WHAT IS EXPECTED
Within the listing below, the lines to output run from the one containing "for morph in" through the one containing "let body = line.strip_suffix(';')?;"; copy them exactly and nothing else.

DATA FOR REVIEW
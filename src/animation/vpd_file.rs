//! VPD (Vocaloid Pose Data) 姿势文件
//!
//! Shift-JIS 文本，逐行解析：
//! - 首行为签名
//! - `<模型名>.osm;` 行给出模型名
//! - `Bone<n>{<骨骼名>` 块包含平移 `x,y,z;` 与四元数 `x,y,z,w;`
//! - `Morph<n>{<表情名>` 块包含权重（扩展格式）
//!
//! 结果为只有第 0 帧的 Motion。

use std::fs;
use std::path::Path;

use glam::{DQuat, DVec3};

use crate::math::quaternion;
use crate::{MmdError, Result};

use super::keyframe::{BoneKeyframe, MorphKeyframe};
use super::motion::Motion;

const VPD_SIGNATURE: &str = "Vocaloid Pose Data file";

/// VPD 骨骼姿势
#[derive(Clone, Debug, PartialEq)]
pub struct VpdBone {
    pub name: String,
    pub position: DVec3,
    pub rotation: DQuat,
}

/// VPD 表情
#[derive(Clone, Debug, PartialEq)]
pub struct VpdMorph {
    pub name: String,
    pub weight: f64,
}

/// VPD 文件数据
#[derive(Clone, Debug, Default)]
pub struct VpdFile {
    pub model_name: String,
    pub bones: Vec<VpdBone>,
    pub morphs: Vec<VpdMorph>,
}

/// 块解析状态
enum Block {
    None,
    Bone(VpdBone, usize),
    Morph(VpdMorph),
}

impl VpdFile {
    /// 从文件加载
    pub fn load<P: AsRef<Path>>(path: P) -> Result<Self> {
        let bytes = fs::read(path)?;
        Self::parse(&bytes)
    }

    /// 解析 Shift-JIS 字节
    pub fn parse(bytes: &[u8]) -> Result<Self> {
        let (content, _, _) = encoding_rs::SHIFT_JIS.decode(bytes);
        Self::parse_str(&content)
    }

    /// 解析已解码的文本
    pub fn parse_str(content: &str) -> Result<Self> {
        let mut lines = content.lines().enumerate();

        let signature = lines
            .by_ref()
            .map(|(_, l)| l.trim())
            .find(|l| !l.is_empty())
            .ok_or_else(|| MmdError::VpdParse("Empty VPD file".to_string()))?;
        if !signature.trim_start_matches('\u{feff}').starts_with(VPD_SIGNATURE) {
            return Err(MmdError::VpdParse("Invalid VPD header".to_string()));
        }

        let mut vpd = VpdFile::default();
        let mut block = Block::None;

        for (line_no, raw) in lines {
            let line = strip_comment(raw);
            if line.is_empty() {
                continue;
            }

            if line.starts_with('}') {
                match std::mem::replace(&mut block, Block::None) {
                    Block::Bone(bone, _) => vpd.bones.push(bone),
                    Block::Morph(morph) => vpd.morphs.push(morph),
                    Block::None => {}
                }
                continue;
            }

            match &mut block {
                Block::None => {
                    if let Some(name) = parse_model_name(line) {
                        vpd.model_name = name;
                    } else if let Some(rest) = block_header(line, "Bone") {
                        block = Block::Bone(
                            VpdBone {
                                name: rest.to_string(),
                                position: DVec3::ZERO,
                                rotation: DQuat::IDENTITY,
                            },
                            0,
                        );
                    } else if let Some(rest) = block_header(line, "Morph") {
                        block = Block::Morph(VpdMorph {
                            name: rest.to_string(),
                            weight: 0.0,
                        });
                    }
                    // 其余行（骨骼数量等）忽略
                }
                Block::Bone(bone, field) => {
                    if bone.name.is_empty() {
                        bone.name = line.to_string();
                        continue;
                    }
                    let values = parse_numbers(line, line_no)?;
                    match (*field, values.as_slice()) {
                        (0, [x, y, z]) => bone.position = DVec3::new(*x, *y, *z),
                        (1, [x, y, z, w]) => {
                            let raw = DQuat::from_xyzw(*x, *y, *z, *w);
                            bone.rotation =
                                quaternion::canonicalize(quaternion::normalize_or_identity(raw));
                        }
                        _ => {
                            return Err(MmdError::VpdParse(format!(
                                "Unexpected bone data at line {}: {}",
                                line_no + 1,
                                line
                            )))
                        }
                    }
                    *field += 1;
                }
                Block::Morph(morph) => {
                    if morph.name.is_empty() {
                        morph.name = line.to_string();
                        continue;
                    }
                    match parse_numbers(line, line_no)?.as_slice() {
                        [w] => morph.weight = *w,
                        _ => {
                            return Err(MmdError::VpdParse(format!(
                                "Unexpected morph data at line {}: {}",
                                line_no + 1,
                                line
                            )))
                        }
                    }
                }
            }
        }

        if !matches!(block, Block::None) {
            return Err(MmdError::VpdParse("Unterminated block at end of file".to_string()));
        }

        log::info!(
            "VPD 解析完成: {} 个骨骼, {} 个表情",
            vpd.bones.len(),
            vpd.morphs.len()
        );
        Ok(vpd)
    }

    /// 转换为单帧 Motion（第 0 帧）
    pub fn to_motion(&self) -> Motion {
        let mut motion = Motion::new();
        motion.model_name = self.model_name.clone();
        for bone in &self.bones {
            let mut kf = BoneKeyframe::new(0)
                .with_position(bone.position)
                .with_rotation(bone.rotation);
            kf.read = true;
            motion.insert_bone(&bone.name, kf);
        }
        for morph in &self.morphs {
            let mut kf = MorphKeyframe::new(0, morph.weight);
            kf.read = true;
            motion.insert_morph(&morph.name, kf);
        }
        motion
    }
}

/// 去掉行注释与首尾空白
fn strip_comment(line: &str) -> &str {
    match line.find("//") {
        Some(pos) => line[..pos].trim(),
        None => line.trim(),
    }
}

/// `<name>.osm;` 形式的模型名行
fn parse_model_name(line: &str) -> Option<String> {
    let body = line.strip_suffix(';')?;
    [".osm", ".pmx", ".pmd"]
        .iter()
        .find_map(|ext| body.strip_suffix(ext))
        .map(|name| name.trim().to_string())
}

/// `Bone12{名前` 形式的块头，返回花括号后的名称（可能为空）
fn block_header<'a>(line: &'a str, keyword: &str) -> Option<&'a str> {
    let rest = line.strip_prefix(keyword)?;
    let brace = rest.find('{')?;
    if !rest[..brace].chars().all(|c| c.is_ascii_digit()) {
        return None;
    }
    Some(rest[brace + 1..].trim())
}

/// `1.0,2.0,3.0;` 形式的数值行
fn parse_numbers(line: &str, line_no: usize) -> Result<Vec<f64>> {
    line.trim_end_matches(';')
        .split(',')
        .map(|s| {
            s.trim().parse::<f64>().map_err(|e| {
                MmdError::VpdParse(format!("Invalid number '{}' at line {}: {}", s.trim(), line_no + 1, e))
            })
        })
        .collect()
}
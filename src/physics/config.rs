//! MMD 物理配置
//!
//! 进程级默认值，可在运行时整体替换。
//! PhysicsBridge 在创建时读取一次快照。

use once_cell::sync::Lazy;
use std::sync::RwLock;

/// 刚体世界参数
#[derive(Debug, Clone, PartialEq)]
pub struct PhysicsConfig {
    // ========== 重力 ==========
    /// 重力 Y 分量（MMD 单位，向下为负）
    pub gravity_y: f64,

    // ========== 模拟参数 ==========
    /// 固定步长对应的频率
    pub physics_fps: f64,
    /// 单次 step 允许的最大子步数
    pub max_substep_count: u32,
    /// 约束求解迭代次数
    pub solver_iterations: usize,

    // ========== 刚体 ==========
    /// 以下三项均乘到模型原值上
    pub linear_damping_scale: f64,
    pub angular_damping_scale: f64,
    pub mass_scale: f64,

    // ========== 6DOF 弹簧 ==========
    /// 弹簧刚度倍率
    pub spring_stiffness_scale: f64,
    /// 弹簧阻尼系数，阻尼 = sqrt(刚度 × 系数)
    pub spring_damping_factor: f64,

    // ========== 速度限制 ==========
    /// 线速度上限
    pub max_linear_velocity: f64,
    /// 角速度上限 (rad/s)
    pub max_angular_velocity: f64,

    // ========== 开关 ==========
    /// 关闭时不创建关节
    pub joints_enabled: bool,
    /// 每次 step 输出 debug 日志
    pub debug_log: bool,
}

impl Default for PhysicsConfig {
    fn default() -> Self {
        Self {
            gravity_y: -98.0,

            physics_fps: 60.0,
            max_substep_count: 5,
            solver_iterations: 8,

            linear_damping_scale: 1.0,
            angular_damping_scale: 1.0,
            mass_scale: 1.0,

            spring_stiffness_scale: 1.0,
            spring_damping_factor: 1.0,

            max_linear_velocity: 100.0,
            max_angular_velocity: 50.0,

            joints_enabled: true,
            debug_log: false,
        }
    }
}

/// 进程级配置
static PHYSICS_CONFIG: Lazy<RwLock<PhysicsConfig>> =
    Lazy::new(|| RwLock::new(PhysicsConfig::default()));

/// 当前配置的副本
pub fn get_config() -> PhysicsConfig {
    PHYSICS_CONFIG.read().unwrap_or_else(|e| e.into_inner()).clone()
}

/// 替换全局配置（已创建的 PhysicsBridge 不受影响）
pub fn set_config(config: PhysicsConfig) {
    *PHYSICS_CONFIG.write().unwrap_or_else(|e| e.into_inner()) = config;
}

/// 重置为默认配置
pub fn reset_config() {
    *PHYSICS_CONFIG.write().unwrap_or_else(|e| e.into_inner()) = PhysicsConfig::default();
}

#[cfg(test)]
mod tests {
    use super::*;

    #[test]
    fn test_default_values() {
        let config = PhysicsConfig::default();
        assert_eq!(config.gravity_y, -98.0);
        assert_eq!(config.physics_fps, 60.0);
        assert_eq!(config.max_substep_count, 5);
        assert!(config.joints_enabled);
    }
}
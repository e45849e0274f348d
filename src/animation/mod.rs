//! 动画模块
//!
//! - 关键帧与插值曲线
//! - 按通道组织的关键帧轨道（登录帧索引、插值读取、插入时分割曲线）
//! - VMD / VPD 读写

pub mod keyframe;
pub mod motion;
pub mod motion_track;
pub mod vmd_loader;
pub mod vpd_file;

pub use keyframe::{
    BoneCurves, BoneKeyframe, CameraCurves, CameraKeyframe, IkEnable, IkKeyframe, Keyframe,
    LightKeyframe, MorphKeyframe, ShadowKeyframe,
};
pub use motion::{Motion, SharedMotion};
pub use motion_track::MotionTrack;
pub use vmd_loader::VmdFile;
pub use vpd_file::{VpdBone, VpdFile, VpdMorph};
...
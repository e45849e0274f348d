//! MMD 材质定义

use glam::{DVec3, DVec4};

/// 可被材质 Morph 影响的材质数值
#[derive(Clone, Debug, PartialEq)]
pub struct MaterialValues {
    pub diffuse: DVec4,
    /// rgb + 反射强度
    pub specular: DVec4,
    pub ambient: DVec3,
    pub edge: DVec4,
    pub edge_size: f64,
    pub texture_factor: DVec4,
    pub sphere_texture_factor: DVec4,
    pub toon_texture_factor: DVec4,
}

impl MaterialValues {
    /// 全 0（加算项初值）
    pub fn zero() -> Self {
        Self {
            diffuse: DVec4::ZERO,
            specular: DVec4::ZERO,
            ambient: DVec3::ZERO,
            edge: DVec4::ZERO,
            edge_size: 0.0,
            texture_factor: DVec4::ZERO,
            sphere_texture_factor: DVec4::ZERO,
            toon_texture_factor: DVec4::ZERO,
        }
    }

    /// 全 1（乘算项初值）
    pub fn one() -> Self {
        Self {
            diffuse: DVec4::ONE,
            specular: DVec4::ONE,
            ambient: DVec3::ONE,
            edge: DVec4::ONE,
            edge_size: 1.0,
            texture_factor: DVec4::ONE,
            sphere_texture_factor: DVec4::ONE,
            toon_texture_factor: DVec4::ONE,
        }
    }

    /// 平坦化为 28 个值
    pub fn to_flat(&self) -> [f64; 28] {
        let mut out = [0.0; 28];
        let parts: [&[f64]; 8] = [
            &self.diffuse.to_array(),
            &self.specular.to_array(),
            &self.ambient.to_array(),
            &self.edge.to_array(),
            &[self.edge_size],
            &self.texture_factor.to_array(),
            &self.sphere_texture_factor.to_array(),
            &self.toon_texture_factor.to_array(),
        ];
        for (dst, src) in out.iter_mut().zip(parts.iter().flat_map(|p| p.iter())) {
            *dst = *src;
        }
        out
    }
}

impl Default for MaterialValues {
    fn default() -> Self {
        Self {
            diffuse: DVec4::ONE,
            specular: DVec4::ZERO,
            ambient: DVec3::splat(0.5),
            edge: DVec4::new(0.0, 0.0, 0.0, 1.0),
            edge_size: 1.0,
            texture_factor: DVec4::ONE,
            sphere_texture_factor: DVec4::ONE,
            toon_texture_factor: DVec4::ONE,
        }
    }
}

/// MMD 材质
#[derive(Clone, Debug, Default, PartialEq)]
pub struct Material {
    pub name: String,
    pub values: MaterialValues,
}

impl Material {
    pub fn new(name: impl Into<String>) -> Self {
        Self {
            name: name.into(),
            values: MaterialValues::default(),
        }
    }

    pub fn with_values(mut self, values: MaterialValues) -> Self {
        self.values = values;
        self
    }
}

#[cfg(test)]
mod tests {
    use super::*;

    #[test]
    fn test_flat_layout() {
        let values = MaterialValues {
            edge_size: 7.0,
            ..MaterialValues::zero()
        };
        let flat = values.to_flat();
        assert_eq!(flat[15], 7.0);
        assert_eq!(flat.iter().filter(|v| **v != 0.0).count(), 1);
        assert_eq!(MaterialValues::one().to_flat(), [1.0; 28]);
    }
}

EXERCISE RESPONSE
        for morph in &self.morphs {
            let mut kf = MorphKeyframe::new(0, morph.weight);
            kf.read = true;
            motion.insert_morph(&morph.name, kf);
        }
        motion
    }
}

/// 去掉行注释与首尾空白
fn strip_comment(line: &str) -> &str {
    match line.find("//") {
        Some(pos) => line[..pos].trim(),
        None => line.trim(),
    }
}

/// `<name>.osm;` 形式的模型名行
fn parse_model_name(line: &str) -> Option<String> {
    let body = line.strip_suffix(';')?;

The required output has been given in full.